Work request:
Starting with the line that contains "from TOML text." and stopping after the line that contains "a TOML file.", return each line below exactly as written, with no others.

··· Given data

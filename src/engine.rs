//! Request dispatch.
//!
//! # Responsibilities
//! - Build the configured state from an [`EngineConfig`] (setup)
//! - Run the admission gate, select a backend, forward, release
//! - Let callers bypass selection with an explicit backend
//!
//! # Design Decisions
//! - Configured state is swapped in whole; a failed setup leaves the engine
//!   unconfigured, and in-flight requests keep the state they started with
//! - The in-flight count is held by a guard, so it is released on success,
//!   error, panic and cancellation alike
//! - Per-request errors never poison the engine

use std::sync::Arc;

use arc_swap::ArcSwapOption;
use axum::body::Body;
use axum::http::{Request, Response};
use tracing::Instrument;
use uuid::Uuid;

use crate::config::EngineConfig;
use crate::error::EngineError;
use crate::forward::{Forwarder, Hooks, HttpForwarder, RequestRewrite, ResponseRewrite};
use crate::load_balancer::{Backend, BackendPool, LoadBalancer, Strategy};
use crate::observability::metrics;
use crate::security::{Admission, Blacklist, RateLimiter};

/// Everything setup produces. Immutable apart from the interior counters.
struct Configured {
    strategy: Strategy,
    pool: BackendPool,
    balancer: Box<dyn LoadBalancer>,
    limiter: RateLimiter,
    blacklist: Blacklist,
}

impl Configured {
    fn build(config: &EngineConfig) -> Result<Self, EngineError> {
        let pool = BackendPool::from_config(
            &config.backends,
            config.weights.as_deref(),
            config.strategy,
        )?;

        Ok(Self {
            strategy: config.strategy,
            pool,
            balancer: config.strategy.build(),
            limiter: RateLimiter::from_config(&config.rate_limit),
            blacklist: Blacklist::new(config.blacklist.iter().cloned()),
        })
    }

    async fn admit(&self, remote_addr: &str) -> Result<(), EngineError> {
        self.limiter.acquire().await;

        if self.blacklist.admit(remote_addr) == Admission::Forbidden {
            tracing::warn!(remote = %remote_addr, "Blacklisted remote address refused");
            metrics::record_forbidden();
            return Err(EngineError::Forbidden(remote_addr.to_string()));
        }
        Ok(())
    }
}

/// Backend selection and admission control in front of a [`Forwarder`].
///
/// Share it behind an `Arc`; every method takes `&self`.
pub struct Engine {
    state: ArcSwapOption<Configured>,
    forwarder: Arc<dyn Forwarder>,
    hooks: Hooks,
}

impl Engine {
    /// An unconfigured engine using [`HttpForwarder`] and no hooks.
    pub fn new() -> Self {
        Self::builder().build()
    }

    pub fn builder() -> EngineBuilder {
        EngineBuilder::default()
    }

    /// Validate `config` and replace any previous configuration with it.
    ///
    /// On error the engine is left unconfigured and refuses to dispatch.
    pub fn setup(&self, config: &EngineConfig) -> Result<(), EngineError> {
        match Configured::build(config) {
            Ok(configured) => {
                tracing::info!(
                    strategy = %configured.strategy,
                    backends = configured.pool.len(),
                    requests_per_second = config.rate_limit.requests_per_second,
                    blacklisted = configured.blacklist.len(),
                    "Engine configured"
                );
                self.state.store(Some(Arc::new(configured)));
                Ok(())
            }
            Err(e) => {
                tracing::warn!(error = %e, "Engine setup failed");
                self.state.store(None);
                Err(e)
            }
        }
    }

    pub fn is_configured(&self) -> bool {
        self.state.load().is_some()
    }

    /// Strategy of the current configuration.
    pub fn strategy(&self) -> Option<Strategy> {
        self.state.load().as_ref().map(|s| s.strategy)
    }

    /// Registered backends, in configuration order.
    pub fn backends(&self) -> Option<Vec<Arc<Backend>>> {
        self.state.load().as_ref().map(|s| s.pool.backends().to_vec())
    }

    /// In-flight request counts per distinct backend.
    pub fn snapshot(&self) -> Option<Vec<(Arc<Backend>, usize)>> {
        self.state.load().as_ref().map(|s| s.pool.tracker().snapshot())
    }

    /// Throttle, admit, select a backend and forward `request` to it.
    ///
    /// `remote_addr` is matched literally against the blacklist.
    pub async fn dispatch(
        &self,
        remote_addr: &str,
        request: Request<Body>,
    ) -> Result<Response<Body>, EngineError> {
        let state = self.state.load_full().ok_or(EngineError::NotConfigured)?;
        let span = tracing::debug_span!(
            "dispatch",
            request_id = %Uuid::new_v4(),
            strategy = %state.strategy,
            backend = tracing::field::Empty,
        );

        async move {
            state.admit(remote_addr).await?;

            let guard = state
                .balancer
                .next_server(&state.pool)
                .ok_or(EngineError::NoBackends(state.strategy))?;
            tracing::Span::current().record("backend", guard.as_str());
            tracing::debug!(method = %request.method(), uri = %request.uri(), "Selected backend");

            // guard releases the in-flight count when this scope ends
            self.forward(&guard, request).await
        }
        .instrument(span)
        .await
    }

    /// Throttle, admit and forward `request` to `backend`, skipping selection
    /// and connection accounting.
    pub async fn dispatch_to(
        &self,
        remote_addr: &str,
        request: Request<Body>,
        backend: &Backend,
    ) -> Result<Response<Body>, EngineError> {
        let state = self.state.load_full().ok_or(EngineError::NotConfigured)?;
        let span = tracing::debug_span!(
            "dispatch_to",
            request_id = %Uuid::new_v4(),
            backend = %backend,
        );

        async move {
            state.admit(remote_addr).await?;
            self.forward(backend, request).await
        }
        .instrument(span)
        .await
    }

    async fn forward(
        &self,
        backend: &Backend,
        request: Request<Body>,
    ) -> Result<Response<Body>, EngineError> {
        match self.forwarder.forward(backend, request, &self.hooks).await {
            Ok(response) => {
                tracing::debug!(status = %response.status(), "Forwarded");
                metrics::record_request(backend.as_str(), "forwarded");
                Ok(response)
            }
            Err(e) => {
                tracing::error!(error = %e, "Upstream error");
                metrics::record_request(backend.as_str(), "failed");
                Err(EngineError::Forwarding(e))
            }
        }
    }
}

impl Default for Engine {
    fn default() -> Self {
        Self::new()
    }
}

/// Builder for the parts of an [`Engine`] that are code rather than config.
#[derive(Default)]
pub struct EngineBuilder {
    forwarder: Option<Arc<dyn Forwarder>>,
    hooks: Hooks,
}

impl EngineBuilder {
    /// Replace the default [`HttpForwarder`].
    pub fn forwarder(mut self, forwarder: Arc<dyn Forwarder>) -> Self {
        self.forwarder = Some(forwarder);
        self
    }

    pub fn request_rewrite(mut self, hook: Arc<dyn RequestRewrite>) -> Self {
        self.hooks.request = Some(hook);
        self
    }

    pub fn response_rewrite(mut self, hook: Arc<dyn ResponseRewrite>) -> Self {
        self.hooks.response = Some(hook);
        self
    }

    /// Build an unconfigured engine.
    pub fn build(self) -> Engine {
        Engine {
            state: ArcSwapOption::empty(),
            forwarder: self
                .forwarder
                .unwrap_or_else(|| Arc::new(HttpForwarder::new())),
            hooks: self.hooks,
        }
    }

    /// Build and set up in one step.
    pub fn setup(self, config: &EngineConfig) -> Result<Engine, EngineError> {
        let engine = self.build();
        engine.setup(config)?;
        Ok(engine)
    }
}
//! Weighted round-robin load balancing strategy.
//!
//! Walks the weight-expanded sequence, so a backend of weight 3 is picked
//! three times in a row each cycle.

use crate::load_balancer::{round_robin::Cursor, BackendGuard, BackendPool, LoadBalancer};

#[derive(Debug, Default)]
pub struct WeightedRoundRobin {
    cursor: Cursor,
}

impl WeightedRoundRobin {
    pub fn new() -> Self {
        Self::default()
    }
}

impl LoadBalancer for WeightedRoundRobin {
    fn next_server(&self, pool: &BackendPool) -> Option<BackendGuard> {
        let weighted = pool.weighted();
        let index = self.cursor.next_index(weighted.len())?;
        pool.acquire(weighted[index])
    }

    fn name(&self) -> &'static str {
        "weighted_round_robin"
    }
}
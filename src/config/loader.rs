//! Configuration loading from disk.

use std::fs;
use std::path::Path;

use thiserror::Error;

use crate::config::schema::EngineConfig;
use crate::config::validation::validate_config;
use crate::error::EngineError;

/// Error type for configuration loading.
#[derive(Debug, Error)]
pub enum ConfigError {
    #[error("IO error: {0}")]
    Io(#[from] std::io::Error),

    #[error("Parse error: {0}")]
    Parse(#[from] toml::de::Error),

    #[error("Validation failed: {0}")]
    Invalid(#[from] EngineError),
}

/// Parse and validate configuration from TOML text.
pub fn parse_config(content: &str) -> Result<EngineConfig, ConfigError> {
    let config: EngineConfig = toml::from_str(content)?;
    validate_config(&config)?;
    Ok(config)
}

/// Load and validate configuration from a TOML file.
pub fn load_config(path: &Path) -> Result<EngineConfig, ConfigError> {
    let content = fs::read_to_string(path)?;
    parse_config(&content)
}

······
··· Given data

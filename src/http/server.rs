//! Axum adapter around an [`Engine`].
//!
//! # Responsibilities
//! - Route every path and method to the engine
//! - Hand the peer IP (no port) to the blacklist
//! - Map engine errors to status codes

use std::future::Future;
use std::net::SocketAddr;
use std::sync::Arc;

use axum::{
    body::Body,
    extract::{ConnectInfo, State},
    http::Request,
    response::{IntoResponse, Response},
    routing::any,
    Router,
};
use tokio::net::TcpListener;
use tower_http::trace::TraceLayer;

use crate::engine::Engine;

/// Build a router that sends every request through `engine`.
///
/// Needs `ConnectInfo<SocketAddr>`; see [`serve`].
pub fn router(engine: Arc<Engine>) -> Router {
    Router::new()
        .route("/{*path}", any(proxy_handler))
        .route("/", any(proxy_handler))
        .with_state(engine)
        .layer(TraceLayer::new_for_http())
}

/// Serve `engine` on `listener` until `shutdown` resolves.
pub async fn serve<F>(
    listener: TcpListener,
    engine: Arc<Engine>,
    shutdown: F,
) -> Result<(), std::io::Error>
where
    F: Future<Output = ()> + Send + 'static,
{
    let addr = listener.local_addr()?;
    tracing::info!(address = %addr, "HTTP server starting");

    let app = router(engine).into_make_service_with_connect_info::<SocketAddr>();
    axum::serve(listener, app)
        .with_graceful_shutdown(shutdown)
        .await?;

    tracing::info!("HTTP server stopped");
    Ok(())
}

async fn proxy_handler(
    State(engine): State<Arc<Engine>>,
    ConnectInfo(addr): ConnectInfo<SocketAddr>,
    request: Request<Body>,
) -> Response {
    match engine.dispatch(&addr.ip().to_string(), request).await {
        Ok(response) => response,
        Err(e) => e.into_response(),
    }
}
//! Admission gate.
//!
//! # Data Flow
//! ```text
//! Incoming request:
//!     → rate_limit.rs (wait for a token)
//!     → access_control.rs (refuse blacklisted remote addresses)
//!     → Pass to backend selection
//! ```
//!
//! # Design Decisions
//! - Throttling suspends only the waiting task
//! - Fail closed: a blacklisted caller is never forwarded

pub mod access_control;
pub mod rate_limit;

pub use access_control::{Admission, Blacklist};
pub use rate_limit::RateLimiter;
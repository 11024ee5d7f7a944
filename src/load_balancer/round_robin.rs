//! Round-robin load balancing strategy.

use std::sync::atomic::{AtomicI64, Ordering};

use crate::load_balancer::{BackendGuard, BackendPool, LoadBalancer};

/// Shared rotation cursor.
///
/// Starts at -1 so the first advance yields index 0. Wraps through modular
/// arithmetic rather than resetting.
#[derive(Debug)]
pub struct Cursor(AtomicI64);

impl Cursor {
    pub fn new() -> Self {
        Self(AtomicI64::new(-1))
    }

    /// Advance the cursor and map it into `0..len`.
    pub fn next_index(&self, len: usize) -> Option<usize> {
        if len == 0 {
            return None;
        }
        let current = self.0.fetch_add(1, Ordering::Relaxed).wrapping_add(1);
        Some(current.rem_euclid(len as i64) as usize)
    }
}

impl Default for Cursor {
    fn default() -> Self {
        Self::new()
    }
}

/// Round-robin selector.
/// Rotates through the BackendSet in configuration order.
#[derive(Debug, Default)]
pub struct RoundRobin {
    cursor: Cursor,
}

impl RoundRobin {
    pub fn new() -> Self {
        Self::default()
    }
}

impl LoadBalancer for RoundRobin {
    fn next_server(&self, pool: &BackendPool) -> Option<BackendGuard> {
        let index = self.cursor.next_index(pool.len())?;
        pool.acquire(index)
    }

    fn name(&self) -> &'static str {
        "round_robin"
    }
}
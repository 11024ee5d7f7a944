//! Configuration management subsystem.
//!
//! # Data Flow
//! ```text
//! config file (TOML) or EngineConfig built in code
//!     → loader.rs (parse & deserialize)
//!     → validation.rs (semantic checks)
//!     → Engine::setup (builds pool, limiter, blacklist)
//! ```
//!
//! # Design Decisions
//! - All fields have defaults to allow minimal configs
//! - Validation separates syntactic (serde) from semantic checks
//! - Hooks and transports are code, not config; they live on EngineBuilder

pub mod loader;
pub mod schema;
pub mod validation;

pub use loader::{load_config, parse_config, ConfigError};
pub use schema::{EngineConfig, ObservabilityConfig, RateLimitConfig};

······
··· Given data

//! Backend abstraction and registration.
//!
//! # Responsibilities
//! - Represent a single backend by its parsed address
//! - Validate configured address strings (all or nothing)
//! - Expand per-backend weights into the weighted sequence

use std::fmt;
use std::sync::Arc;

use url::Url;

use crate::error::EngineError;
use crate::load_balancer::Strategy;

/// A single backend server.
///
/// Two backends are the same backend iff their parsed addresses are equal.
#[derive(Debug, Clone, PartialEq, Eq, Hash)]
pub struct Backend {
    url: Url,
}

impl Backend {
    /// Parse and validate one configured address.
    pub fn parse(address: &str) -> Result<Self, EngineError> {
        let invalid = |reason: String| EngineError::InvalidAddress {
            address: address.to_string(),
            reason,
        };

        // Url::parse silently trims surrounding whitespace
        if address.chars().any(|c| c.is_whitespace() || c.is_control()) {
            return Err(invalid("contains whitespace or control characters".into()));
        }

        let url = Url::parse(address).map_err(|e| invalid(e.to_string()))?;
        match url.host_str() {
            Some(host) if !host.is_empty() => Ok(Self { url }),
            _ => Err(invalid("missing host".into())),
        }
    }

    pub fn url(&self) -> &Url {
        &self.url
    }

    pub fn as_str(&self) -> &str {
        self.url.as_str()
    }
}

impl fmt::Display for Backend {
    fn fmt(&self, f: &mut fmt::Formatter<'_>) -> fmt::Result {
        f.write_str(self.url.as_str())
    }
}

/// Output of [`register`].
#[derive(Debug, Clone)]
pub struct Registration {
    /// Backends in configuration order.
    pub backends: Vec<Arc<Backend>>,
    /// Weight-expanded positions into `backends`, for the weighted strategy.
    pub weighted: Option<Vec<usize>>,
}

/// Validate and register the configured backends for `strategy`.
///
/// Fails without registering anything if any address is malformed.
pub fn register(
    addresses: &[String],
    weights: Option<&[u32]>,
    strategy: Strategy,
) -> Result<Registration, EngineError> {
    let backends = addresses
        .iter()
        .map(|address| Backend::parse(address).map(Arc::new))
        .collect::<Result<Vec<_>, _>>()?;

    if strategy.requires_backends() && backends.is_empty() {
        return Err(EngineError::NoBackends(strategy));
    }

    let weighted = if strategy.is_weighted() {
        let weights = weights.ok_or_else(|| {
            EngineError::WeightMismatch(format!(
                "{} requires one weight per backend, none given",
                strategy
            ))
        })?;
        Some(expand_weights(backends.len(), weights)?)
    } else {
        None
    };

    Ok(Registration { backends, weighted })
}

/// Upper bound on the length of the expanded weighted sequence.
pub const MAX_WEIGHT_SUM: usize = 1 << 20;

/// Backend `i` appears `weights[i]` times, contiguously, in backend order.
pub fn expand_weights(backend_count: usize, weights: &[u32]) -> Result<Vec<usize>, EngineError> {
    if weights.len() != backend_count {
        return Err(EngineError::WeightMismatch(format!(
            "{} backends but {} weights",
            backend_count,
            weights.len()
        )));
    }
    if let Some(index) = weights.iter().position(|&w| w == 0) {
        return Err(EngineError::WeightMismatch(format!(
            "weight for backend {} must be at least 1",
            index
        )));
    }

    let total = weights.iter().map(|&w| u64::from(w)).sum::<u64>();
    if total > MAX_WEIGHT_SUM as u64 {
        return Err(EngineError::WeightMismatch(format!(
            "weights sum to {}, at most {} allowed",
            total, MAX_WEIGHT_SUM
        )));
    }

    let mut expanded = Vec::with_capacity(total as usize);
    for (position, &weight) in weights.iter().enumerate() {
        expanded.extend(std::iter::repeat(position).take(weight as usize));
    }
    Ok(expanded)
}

······

Completed exercise:
/// Parse and validate configuration from TOML text.
pub fn parse_config(content: &str) -> Result<EngineConfig, ConfigError> {
    let config: EngineConfig = toml::from_str(content)?;
    validate_config(&config)?;
    Ok(config)
}

/// Load and validate configuration from a TOML file.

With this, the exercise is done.